I am looking for resources (books, lecture notes, etc.) about techniques that can handle data that have multiple-targets (Ex: three dependent variable: 2 discrete and 1 continuous).

Does anyone have any resources/knowledge on this? I know that it is possible to use neural networks for this.


Random forest handle it rather well, see Would a Random Forest with multiple outputs be possible/practical? or scikit learn's documentation. I guess GBM or any tree based method can be adapted in a similar fashion.

More generally, when you run any learning algorithm minimizing a score, you usually work on minimizing $\sum_i(p_i-y_i)^2$ which is one-dimensional. But you can specify any target function.

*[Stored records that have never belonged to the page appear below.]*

//! Route-realm patch logic for the component configuration document.
//!
//! The document is keyed by component name. The component section holds
//! `publicKeyServerUrl` (first write wins) and `routes`, a map from route path
//! to a map from method name to `{ "authRealm": <realm> }`.
//!
//! Existing routes are merged structurally: objects merge key by key, any other
//! value is replaced by the incoming one. Applying the same patch twice leaves
//! the document unchanged the second time.

use serde_json::{Map, Value};

pub const PUBLIC_KEY_SERVER_URL: &str = "publicKeyServerUrl";
pub const ROUTES: &str = "routes";
pub const AUTH_REALM: &str = "authRealm";

/// Method key used when the ACL scope covered every method.
pub const ANY_METHOD: &str = "*";

/// Route-realm settings collected from the prompts.
#[derive(Debug, Clone, PartialEq, Eq)]
pub struct RouteRealmPatch {
    pub model_names: Vec<String>,
    pub property: Option<String>,
    pub method: Option<String>,
    pub realm: String,
    pub server_url: String,
}

/// Problems tolerated while patching, surfaced as warnings by the caller.
#[derive(Debug, Clone, PartialEq, Eq, Default)]
pub struct PatchNotes {
    pub created_section: bool,
    pub replaced_routes: bool,
    pub kept_server_url: Option<String>,
}

/// `/api/<model>[/<property>]`.
pub fn route_key(model_name: &str, property: Option<&str>) -> String {
    match property {
        Some(property) => format!("/api/{model_name}/{property}"),
        None => format!("/api/{model_name}"),
    }
}

/// Build `{ route: { method: { authRealm } } }` for every target model.
pub fn build_routes(patch: &RouteRealmPatch) -> Map<String, Value> {
    let method = patch.method.as_deref().unwrap_or(ANY_METHOD);
    let mut routes = Map::new();
    for model in &patch.model_names {
        let mut realm = Map::new();
        realm.insert(AUTH_REALM.to_string(), Value::from(patch.realm.as_str()));
        let mut methods = Map::new();
        methods.insert(method.to_string(), Value::Object(realm));
        routes.insert(
            route_key(model, patch.property.as_deref()),
            Value::Object(methods),
        );
    }
    routes
}

/// Structural deep merge of `incoming` into `target`.
///
/// Objects merge recursively; on conflict the incoming leaf wins.
pub fn deep_merge(target: &mut Value, incoming: &Value) {
    match (target, incoming) {
        (Value::Object(target), Value::Object(incoming)) => {
            for (key, value) in incoming {
                match target.get_mut(key) {
                    Some(existing) => deep_merge(existing, value),
                    None => {
                        target.insert(key.clone(), value.clone());
                    }
                }
            }
        }
        (target, incoming) => *target = incoming.clone(),
    }
}

/// Apply the route-realm patch to the whole document in place.
///
/// A non-object document or component section is replaced by an empty object.
pub fn apply_route_patch(
    document: &mut Value,
    component: &str,
    patch: &RouteRealmPatch,
) -> PatchNotes {
    let mut notes = PatchNotes::default();

    if !document.is_object() {
        *document = Value::Object(Map::new());
    }
    let Value::Object(root) = document else {
        unreachable!("document was just normalized to an object");
    };

    let section = root
        .entry(component.to_string())
        .or_insert_with(|| Value::Object(Map::new()));
    if !section.is_object() {
        *section = Value::Object(Map::new());
        notes.created_section = true;
    } else if section.as_object().is_some_and(Map::is_empty) {
        notes.created_section = true;
    }
    let Value::Object(section) = section else {
        unreachable!("section was just normalized to an object");
    };

    match section.get(PUBLIC_KEY_SERVER_URL) {
        Some(existing) if is_set(existing) => {
            if existing.as_str() != Some(patch.server_url.as_str()) {
                notes.kept_server_url = Some(display_value(existing));
            }
        }
        _ => {
            section.insert(
                PUBLIC_KEY_SERVER_URL.to_string(),
                Value::from(patch.server_url.as_str()),
            );
        }
    }

    let routes = Value::Object(build_routes(patch));
    match section.get_mut(ROUTES) {
        Some(existing) if existing.is_object() => deep_merge(existing, &routes),
        Some(existing) => {
            notes.replaced_routes = true;
            *existing = routes;
        }
        None => {
            section.insert(ROUTES.to_string(), routes);
        }
    }

    notes
}

/// Any value other than null, `false`, `0` or `""` counts as already set.
fn is_set(value: &Value) -> bool {
    match value {
        Value::Null => false,
        Value::Bool(flag) => *flag,
        Value::Number(number) => number.as_f64() != Some(0.0),
        Value::String(text) => !text.is_empty(),
        Value::Array(_) | Value::Object(_) => true,
    }
}

fn display_value(value: &Value) -> String {
    match value {
        Value::String(text) => text.clone(),
        other => other.to_string(),
    }
}
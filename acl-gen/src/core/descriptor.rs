//! Derive the access-control descriptor from the parameter answers.

use anyhow::{Result, anyhow};

use crate::core::questions::{
    ACCESS_TYPE, Answers, CUSTOM_ROLE, METHOD, OTHER_ROLE, PERMISSION, PROPERTY, ROLE, SCOPE,
};
use crate::core::types::{AclDescriptor, EXECUTE, Permission, PrincipalType, Scope};

/// Descriptor plus the raw method/property selections the auth-config path needs.
#[derive(Debug, Clone, PartialEq, Eq)]
pub struct ParameterSelection {
    pub scope: Scope,
    pub method: Option<String>,
    pub property: Option<String>,
    pub descriptor: AclDescriptor,
}

/// Build the descriptor from the parameter group answers.
///
/// - `scope = method` forces `accessType = EXECUTE`.
/// - `role = other` takes the custom role text as `principalId`.
/// - the ACL `property` is the property answer, falling back to the method name.
pub fn build_descriptor(answers: &Answers) -> Result<ParameterSelection> {
    let scope_raw = answers
        .get_str(SCOPE)
        .ok_or_else(|| anyhow!("missing answer for '{SCOPE}'"))?;
    let scope = Scope::parse(scope_raw).ok_or_else(|| anyhow!("unknown scope '{scope_raw}'"))?;

    let method = non_empty(answers.get_str(METHOD));
    let property = non_empty(answers.get_str(PROPERTY));

    let access_type = match scope {
        Scope::Method => Some(EXECUTE.to_string()),
        _ => non_empty(answers.get_str(ACCESS_TYPE)),
    };

    let role = answers
        .get_str(ROLE)
        .ok_or_else(|| anyhow!("missing answer for '{ROLE}'"))?;
    let principal_id = if role == OTHER_ROLE {
        non_empty(answers.get_str(CUSTOM_ROLE))
            .ok_or_else(|| anyhow!("role 'other' requires a custom role name"))?
    } else {
        role.to_string()
    };

    let permission = answers
        .get_str(PERMISSION)
        .map(Permission::parse)
        .ok_or_else(|| anyhow!("missing answer for '{PERMISSION}'"))?;

    let descriptor = AclDescriptor {
        property: property.clone().or_else(|| method.clone()),
        access_type,
        principal_type: PrincipalType::Role,
        principal_id,
        permission,
    };

    Ok(ParameterSelection {
        scope,
        method,
        property,
        descriptor,
    })
}

fn non_empty(value: Option<&str>) -> Option<String> {
    value
        .map(str::trim)
        .filter(|s| !s.is_empty())
        .map(str::to_string)
}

If you were working on (two-dimensional) position prediction, $\sum_i(\hat{y}_i-y_i)^2+(\hat{x}_i-x_i)^2$ would be a good metric.

If you have mixed type output (classification and regression) then specifying the target function will probably require you to specify a target function that gives more weight to some targets than other: which scaling do you apply to continuous responses ? Which loss do you apply to miss-classifications?

As for further academic reading,

SVM Structured Learning's Wikipedia

Simultaneously Leveraging Output and Task Structures for Multiple-Output Regression

The Landmark Selection Method for Multiple Output Prediction (deals with high dimensional dependent variables)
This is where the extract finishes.